Assignment: Reproduce, from the lines below, exactly the stretch that begins at the line containing "if !(learning_rate >" and ends at the line containing "model.set_epoch(epoch);", both included.

(Stored items from a collection)
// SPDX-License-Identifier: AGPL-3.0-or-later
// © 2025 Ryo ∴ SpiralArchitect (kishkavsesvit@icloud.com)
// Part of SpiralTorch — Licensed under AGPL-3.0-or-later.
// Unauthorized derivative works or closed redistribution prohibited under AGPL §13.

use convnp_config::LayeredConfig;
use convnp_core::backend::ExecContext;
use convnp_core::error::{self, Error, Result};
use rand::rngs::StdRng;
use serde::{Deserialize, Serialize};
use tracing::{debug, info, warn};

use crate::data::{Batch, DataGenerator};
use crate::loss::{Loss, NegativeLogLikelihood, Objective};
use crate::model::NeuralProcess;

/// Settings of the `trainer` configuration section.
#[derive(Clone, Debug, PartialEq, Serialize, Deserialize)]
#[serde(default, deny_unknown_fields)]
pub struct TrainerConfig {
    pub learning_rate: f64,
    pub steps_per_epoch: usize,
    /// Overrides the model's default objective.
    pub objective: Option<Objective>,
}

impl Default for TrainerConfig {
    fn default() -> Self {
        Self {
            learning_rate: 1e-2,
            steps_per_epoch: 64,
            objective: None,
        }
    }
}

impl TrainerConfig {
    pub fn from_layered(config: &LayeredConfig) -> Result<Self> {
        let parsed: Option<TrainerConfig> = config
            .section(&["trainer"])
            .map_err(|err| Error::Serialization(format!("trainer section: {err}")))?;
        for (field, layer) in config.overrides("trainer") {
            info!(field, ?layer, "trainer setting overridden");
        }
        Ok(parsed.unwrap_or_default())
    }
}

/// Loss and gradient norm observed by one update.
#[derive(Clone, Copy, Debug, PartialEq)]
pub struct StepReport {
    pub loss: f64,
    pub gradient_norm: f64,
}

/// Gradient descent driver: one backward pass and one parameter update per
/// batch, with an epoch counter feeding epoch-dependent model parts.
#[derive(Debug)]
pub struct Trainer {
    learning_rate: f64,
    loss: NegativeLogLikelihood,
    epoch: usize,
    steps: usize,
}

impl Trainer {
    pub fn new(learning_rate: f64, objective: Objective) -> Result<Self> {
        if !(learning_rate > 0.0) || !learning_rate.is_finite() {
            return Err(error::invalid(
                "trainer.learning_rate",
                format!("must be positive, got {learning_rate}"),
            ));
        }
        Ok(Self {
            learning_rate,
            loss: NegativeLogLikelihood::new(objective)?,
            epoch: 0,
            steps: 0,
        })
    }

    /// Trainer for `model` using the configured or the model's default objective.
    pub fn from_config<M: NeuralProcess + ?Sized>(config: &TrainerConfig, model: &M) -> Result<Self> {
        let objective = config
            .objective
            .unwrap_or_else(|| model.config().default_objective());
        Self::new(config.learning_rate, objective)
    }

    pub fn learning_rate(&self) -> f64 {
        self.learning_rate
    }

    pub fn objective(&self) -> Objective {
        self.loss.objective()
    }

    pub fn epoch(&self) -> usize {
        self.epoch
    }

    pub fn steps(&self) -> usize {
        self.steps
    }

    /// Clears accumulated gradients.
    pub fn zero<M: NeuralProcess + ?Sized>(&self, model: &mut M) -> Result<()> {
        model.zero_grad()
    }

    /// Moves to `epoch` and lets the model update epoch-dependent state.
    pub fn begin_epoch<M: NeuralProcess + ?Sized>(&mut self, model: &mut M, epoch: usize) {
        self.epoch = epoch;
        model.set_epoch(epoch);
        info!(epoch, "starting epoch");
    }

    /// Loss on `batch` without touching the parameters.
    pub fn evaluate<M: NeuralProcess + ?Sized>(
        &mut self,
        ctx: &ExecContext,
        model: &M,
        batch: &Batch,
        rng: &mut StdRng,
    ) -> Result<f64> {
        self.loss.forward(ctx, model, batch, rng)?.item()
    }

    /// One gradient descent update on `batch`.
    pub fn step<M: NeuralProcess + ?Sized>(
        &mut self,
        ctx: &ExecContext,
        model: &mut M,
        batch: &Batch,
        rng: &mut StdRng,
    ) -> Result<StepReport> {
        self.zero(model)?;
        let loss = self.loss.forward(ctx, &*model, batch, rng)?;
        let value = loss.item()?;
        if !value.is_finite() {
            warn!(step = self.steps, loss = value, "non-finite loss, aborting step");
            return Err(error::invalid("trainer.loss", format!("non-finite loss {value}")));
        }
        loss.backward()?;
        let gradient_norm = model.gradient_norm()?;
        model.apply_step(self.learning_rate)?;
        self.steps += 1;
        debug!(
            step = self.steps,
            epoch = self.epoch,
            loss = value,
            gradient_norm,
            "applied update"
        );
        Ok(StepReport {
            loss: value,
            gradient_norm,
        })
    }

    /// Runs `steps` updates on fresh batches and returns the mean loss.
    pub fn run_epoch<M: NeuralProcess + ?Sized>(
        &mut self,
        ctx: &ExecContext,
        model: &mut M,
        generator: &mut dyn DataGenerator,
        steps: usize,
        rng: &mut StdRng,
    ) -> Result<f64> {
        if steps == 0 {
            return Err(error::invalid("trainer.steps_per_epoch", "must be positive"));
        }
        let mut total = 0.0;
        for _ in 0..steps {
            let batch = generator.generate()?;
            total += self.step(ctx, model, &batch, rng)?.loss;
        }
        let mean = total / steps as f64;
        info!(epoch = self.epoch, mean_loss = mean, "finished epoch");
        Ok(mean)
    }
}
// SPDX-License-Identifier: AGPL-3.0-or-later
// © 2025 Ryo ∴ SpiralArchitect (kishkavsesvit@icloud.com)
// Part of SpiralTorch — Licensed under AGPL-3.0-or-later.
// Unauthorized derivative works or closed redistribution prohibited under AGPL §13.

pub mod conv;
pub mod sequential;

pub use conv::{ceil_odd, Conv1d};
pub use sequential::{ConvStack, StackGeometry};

Answer box:
        if !(learning_rate > 0.0) || !learning_rate.is_finite() {
            return Err(error::invalid(
                "trainer.learning_rate",
                format!("must be positive, got {learning_rate}"),
            ));
        }
        Ok(Self {
            learning_rate,
            loss: NegativeLogLikelihood::new(objective)?,
            epoch: 0,
            steps: 0,
        })
    }

    /// Trainer for `model` using the configured or the model's default objective.
    pub fn from_config<M: NeuralProcess + ?Sized>(config: &TrainerConfig, model: &M) -> Result<Self> {
        let objective = config
            .objective
            .unwrap_or_else(|| model.config().default_objective());
        Self::new(config.learning_rate, objective)
    }

    pub fn learning_rate(&self) -> f64 {
        self.learning_rate
    }

    pub fn objective(&self) -> Objective {
        self.loss.objective()
    }

    pub fn epoch(&self) -> usize {
        self.epoch
    }

    pub fn steps(&self) -> usize {
        self.steps
    }

    /// Clears accumulated gradients.
    pub fn zero<M: NeuralProcess + ?Sized>(&self, model: &mut M) -> Result<()> {
        model.zero_grad()
    }

    /// Moves to `epoch` and lets the model update epoch-dependent state.
    pub fn begin_epoch<M: NeuralProcess + ?Sized>(&mut self, model: &mut M, epoch: usize) {
        self.epoch = epoch;
        model.set_epoch(epoch);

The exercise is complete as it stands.